Stored items

^^^^^^^^^^^^^^^^

//! Percent change between the two chronologically latest periods.

use std::collections::BTreeMap;
use std::fmt;

use serde::{Serialize, Serializer};

use crate::config;
use crate::models::{Dimension, Period};
use crate::pivot::PivotTable;

// ---------------------------------------------------------------------------
// PercentChange
// ---------------------------------------------------------------------------

#[derive(Debug, Clone, Copy, PartialEq)]
pub enum PercentChange {
    /// `(current / previous - 1) * 100`, rounded to two decimals.
    Change(f64),
    /// An operand is absent or the previous value is zero.
    Missing,
    /// Fewer than two periods exist.
    NotApplicable,
}

impl PercentChange {
    /// Apply the change formula, degrading to `Missing` instead of dividing
    /// by zero or by an absent value.
    pub fn between(previous: Option<f64>, current: Option<f64>) -> Self {
        match (previous, current) {
            (Some(prev), Some(curr)) if prev != 0.0 => {
                let change = (curr / prev - 1.0) * 100.0;
                if change.is_finite() {
                    PercentChange::Change(round2(change))
                } else {
                    PercentChange::Missing
                }
            }
            _ => PercentChange::Missing,
        }
    }

    pub fn value(&self) -> Option<f64> {
        match self {
            PercentChange::Change(v) => Some(*v),
            PercentChange::Missing | PercentChange::NotApplicable => None,
        }
    }

    pub fn is_missing(&self) -> bool {
        matches!(self, PercentChange::Missing)
    }
}

fn round2(value: f64) -> f64 {
    let rounded = (value * 100.0).round() / 100.0;
    // keep "-0.0%" out of reports
    if rounded == 0.0 {
        0.0
    } else {
        rounded
    }
}

impl fmt::Display for PercentChange {
    fn fmt(&self, f: &mut fmt::Formatter<'_>) -> fmt::Result {
        match self {
            PercentChange::Change(v) if v.fract() == 0.0 => write!(f, "{:.1}%", v),
            PercentChange::Change(v) => write!(f, "{}%", v),
            PercentChange::Missing => Ok(()),
            PercentChange::NotApplicable => f.write_str(config::NOT_APPLICABLE),
        }
    }
}

impl Serialize for PercentChange {
    fn serialize<S: Serializer>(&self, serializer: S) -> Result<S::Ok, S::Error> {
        match self {
            PercentChange::Missing => serializer.serialize_none(),
            other => serializer.collect_str(other),
        }
    }
}

// ---------------------------------------------------------------------------
// DeltaReport
// ---------------------------------------------------------------------------

#[derive(Debug, Clone, PartialEq, Serialize)]
pub struct DeltaEntry {
    pub previous: Option<f64>,
    pub current: Option<f64>,
    pub change: PercentChange,
}

/// Per-dimension change between the last two periods of a pivot.
#[derive(Debug, Clone, PartialEq)]
pub struct DeltaReport {
    pub previous_period: Option<Period>,
    pub current_period: Option<Period>,
    pub entries: BTreeMap<Dimension, DeltaEntry>,
}

impl DeltaReport {
    pub fn from_pivot(pivot: &PivotTable) -> Self {
        let Some((previous, current)) = pivot.last_two_periods() else {
            let entries = pivot
                .dimensions()
                .map(|dim| {
                    let entry = DeltaEntry {
                        previous: None,
                        current: None,
                        change: PercentChange::NotApplicable,
                    };
                    (dim.clone(), entry)
                })
                .collect();
            return Self {
                previous_period: None,
                current_period: None,
                entries,
            };
        };

        let entries = pivot
            .dimensions()
            .map(|dim| {
                let prev = pivot.get(dim, previous);
                let curr = pivot.get(dim, current);
                let entry = DeltaEntry {
                    previous: prev,
                    current: curr,
                    change: PercentChange::between(prev, curr),
                };
                (dim.clone(), entry)
            })
            .collect();

        Self {
            previous_period: Some(previous.clone()),
            current_period: Some(current.clone()),
            entries,
        }
    }

    /// True when two periods were available to compare.
    pub fn has_comparison(&self) -> bool {
        self.previous_period.is_some() && self.current_period.is_some()
    }

    pub fn get(&self, dimension: &Dimension) -> Option<&DeltaEntry> {
        self.entries.get(dimension)
    }

    pub fn change(&self, dimension: &Dimension) -> Option<PercentChange> {
        self.entries.get(dimension).map(|e| e.change)
    }
}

^^^^^^^^^^^^^^^^

Please set down each entry again, word for word.

## Output of the task
//! Percent change between the two chronologically latest periods.

use std::collections::BTreeMap;
use std::fmt;

use serde::{Serialize, Serializer};

use crate::config;
use crate::models::{Dimension, Period};
use crate::pivot::PivotTable;

// ---------------------------------------------------------------------------
// PercentChange
// ---------------------------------------------------------------------------

#[derive(Debug, Clone, Copy, PartialEq)]
pub enum PercentChange {
    /// `(current / previous - 1) * 100`, rounded to two decimals.
    Change(f64),
    /// An operand is absent or the previous value is zero.
    Missing,
    /// Fewer than two periods exist.
    NotApplicable,
}

impl PercentChange {
    /// Apply the change formula, degrading to `Missing` instead of dividing
    /// by zero or by an absent value.
    pub fn between(previous: Option<f64>, current: Option<f64>) -> Self {
        match (previous, current) {
            (Some(prev), Some(curr)) if prev != 0.0 => {
                let change = (curr / prev - 1.0) * 100.0;
                if change.is_finite() {
                    PercentChange::Change(round2(change))
                } else {
                    PercentChange::Missing
                }
            }
            _ => PercentChange::Missing,
        }
    }

    pub fn value(&self) -> Option<f64> {
        match self {
            PercentChange::Change(v) => Some(*v),
            PercentChange::Missing | PercentChange::NotApplicable => None,
        }
    }

    pub fn is_missing(&self) -> bool {
        matches!(self, PercentChange::Missing)
    }
}

fn round2(value: f64) -> f64 {
    let rounded = (value * 100.0).round() / 100.0;
    // keep "-0.0%" out of reports
    if rounded == 0.0 {
        0.0
    } else {
        rounded
    }
}

impl fmt::Display for PercentChange {
    fn fmt(&self, f: &mut fmt::Formatter<'_>) -> fmt::Result {
        match self {
            PercentChange::Change(v) if v.fract() == 0.0 => write!(f, "{:.1}%", v),
            PercentChange::Change(v) => write!(f, "{}%", v),
            PercentChange::Missing => Ok(()),
            PercentChange::NotApplicable => f.write_str(config::NOT_APPLICABLE),
        }
    }
}

impl Serialize for PercentChange {
    fn serialize<S: Serializer>(&self, serializer: S) -> Result<S::Ok, S::Error> {
        match self {
            PercentChange::Missing => serializer.serialize_none(),
            other => serializer.collect_str(other),
        }
    }
}

// ---------------------------------------------------------------------------
// DeltaReport
// ---------------------------------------------------------------------------

#[derive(Debug, Clone, PartialEq, Serialize)]
pub struct DeltaEntry {
    pub previous: Option<f64>,
    pub current: Option<f64>,
    pub change: PercentChange,
}

/// Per-dimension change between the last two periods of a pivot.
#[derive(Debug, Clone, PartialEq)]
pub struct DeltaReport {
    pub previous_period: Option<Period>,
    pub current_period: Option<Period>,
    pub entries: BTreeMap<Dimension, DeltaEntry>,
}

impl DeltaReport {
    pub fn from_pivot(pivot: &PivotTable) -> Self {
        let Some((previous, current)) = pivot.last_two_periods() else {
            let entries = pivot
                .dimensions()
                .map(|dim| {
                    let entry = DeltaEntry {
                        previous: None,
                        current: None,
                        change: PercentChange::NotApplicable,
                    };
                    (dim.clone(), entry)
                })
                .collect();
            return Self {
                previous_period: None,
                current_period: None,
                entries,
            };
        };

        let entries = pivot
            .dimensions()
            .map(|dim| {
                let prev = pivot.get(dim, previous);
                let curr = pivot.get(dim, current);
                let entry = DeltaEntry {
                    previous: prev,
                    current: curr,
                    change: PercentChange::between(prev, curr),
                };
                (dim.clone(), entry)
            })
            .collect();

        Self {
            previous_period: Some(previous.clone()),
            current_period: Some(current.clone()),
            entries,
        }
    }

    /// True when two periods were available to compare.
    pub fn has_comparison(&self) -> bool {
        self.previous_period.is_some() && self.current_period.is_some()
    }

    pub fn get(&self, dimension: &Dimension) -> Option<&DeltaEntry> {
        self.entries.get(dimension)
    }

    pub fn change(&self, dimension: &Dimension) -> Option<PercentChange> {
        self.entries.get(dimension).map(|e| e.change)
    }
}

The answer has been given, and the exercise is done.